Tuesday, June 15, 2010

Optimizing Teaching, Learning, and Service

What defines student success in career education?

1) Graduation
a. Associate
i. SUNY 2 year grad rate: 12.7%; 3 year grad rate: 24.9%
ii. CUNY 2 year grad rate: 2.3%; 3 year grad rate: 10.8% (15,000 students for both rates)
iii. Independent rate: 2 year grad rate: 31.4%; 3 year grad rate: 38.9%
b. Proprietary: 2 year grad rate: 22.2%; 3 year grad rate: 27.4%b. Baccalaureate
i. SUNY 4 year rate:61.2%; 6 year rate: 65%
ii. CUNY 4 year rate: 49.6%; 6 year rate: 57.6%
iii. Independent: 4 year rate: 62.4%; 6 year rate 68.6%
iv.
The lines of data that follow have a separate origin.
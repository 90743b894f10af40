//! REST scheduler backend (slurmrestd-style).
//!
//! The alternative to the shell channel: submission posts the rendered
//! command as a batch script, queries read the accounting endpoint, and
//! cancellation is a DELETE. Selected with `SUBMIT_BACKEND=rest`.

use async_trait::async_trait;
use serde::{Deserialize, Serialize};

use super::{
    test_override, JobSnapshot, SchedulerClient, SchedulerError, SlurmState,
};

const API_VERSION: &str = "v0.0.40";

#[derive(Debug, Clone)]
pub struct RestConfig {
    /// Base URL of the slurmrestd endpoint, e.g. `http://scheduler:6820`.
    pub base_url: String,
    pub user_name: String,
    pub token: String,
}

pub struct RestSchedulerClient {
    config: RestConfig,
    http: reqwest::Client,
}

#[derive(Debug, Serialize)]
struct SubmitRequest<'a> {
    script: &'a str,
}

#[derive(Debug, Deserialize)]
struct SubmitResponse {
    job_id: i64,
}

/// Accounting record as the REST endpoint reports it.
#[derive(Debug, Deserialize)]
struct RestJob {
    job_id: i64,
    #[serde(default)]
    name: String,
    #[serde(default)]
    state: String,
    #[serde(default)]
    user: String,
    #[serde(default)]
    partition: String,
    #[serde(default)]
    time_limit: String,
    #[serde(default)]
    start: String,
    #[serde(default)]
    end: String,
    #[serde(default)]
    elapsed: String,
}

#[derive(Debug, Deserialize)]
struct JobsResponse {
    #[serde(default)]
    jobs: Vec<RestJob>,
}

fn snapshot_from_rest(job: RestJob) -> JobSnapshot {
    JobSnapshot {
        job_id: job.job_id.to_string(),
        job_name: job.name,
        state: SlurmState::classify(&job.state),
        user: job.user,
        partition: job.partition,
        time_limit: job.time_limit,
        start: job.start,
        end: job.end,
        elapsed: job.elapsed,
    }
}

fn transport(err: reqwest::Error) -> SchedulerError {
    SchedulerError::Transport(err.to_string())
}

impl RestSchedulerClient {
    pub fn new(config: RestConfig) -> Self {
        Self {
            config,
            http: reqwest::Client::new(),
        }
    }

    fn url(&self, tail: &str) -> String {
        format!(
            "{}/{tail}",
            self.config.base_url.trim_end_matches('/')
        )
    }

    fn authed(&self, request: reqwest::RequestBuilder) -> reqwest::RequestBuilder {
        request
            .header("X-SLURM-USER-NAME", &self.config.user_name)
            .header("X-SLURM-USER-TOKEN", &self.config.token)
    }
}

#[async_trait]
impl SchedulerClient for RestSchedulerClient {
    async fn query_job(&self, job_id: i64) -> Result<Option<JobSnapshot>, SchedulerError> {
        if let Some(snapshot) = test_override(job_id) {
            return Ok(Some(snapshot));
        }
        let url = self.url(&format!("slurmdb/{API_VERSION}/job/{job_id}"));
        let response = self.authed(self.http.get(url)).send().await.map_err(transport)?;
        if response.status() == reqwest::StatusCode::NOT_FOUND {
            return Ok(None);
        }
        if !response.status().is_success() {
            return Err(SchedulerError::CommandFailed(format!(
                "accounting query returned {}",
                response.status()
            )));
        }
        let body: JobsResponse = response.json().await.map_err(|err| {
            SchedulerError::Parse(format!("accounting response: {err}"))
        })?;
        Ok(body.jobs.into_iter().next().map(snapshot_from_rest))
    }

    async fn query_by_state(
        &self,
        state: SlurmState,
    ) -> Result<Vec<JobSnapshot>, SchedulerError> {
        let url = self.url(&format!("slurmdb/{API_VERSION}/jobs?state={state}"));
        let response = self.authed(self.http.get(url)).send().await.map_err(transport)?;
        if !response.status().is_success() {
            return Err(SchedulerError::CommandFailed(format!(
                "accounting query returned {}",
                response.status()
            )));
        }
        let body: JobsResponse = response.json().await.map_err(|err| {
            SchedulerError::Parse(format!("accounting response: {err}"))
        })?;
        Ok(body.jobs.into_iter().map(snapshot_from_rest).collect())
    }

    async fn submit(&self, command: &str) -> Result<i64, SchedulerError> {
        let script = format!("#!/bin/bash\n{command}\n");
        let url = self.url(&format!("slurm/{API_VERSION}/job/submit"));
        let response = self
            .authed(self.http.post(url))
            .json(&SubmitRequest { script: &script })
            .send()
            .await
            .map_err(transport)?;
        if !response.status().is_success() {
            let status = response.status();
            let body = response.text().await.unwrap_or_default();
            return Err(SchedulerError::CommandFailed(format!(
                "submission returned {status}: {body}"
            )));
        }
        let body: SubmitResponse = response.json().await.map_err(|err| {
            SchedulerError::Parse(format!("submission response: {err}"))
        })?;
        if body.job_id < 0 {
            return Err(SchedulerError::Parse(format!(
                "scheduler returned an invalid job id {}",
                body.job_id
            )));
        }
        Ok(body.job_id)
    }

    async fn cancel(&self, job_id: i64) -> Result<(), SchedulerError> {
        let url = self.url(&format!("slurm/{API_VERSION}/job/{job_id}"));
        let response = self
            .authed(self.http.delete(url))
            .send()
            .await
            .map_err(transport)?;
        if !response.status().is_success() {
            return Err(SchedulerError::CommandFailed(format!(
                "cancellation returned {}",
                response.status()
            )));
        }
        Ok(())
    }
}

#[cfg(test)]
mod tests {
    use super::*;

    #[test]
    fn rest_record_maps_to_a_snapshot() {
        let job: RestJob = serde_json::from_value(serde_json::json!({
            "job_id": 4242,
            "name": "align_reads",
            "state": "RUNNING",
            "user": "areynolds",
            "partition": "queue0",
            "time_limit": "12:00:00",
            "start": "2025-04-14T08:57:46",
            "end": "Unknown",
            "elapsed": "00:41:12"
        }))
        .unwrap();
        let snap = snapshot_from_rest(job);
        assert_eq!(snap.job_id, "4242");
        assert_eq!(snap.state, SlurmState::Running);
        assert_eq!(snap.partition, "queue0");
    }

    #[test]
    fn rest_state_tokens_are_classified() {
        let job: RestJob =
            serde_json::from_value(serde_json::json!({ "job_id": 7, "state": "NODE_FAIL" }))
                .unwrap();
        assert_eq!(snapshot_from_rest(job).state, SlurmState::Unknown);
    }
}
Proprietary: 4 year rate 56.5%; 6 year rate 60.8%
2) Employment and further education
3) Low student loan default rates
---------------------------------------------------------------------------------------------
What defines the students who currently attend college?
Baby Boomers
Post War boom and abundance
Value money over benefits
Created the sixty-hour work week
Have a strong connection to self
Seek challenges that cement status
First generation who had to work harder to be economically better off than their parents
Generation X
Latch key kids marked by freedom and independence
Very independent since both parents work
View freedom as ultimate reward
Prioritize work and family life—seek shorter work days
Value interesting work and self development

Millennials
Everyone is a winner
Accustomed to collaboration
Play by own rules
Socially conscious
Want to know why and how work has meaning to them
Want to know the meaning of their work
“One should be able to do what he/she wants if he/she believes there are no consequences to anyone.”
Academic manifestations:
Lateness
Ignore syllabus and school rules
Expect rules to be waived or rewritten for them as well as accommodations
Means to Best Engage Millennials
Greater need for interaction
Higher expectation for services (counseling, ADA accommodations, tutoring, walk-in services, and a “now” versus “later” mentality)
Illustrate how assignments and courses relate to student, career, and the greater world
Want flexibility in their lives (class, work, internships, final exams). Need to explain how desired flexibility may burden others, why things are done in a certain way, and listen to their reasons.
Provide feedback that is appropriate. Understand that negative feedback is not known to Millennials. Even wrong answers are right. Provide feedback about what is right and what is wrong and why.
Understand some students are outliers who resemble depression-era traditional students due to low socioeconomic roots. Parents have high expectations, are career and money driven, and have strong family connections. Tend to be community oriented. These students tend not to use students—often because they are unaware of them and how these resources can help. Challenge in classroom is integrating outliers with millennials.
--------------------------------------------------------------------------------------------
Teaching and Learning
Differentiated learning: paradigm where teachers make pedagogical and methodological accommodations to meet the needs of students in order to build upon their strengths and remedy academic skills gaps.
Consider adjustment to classroom dynamics that place students into groups to decenter the instructor and focus learning emphasis on students. Make classroom as interactive and technologically appropriate as possible.
Consider incorporation of technology into lessons that traditionally considered disruptive (i.e., cellphones). How can these be used as classroom resources?
Instructional Mantra: All students can learn.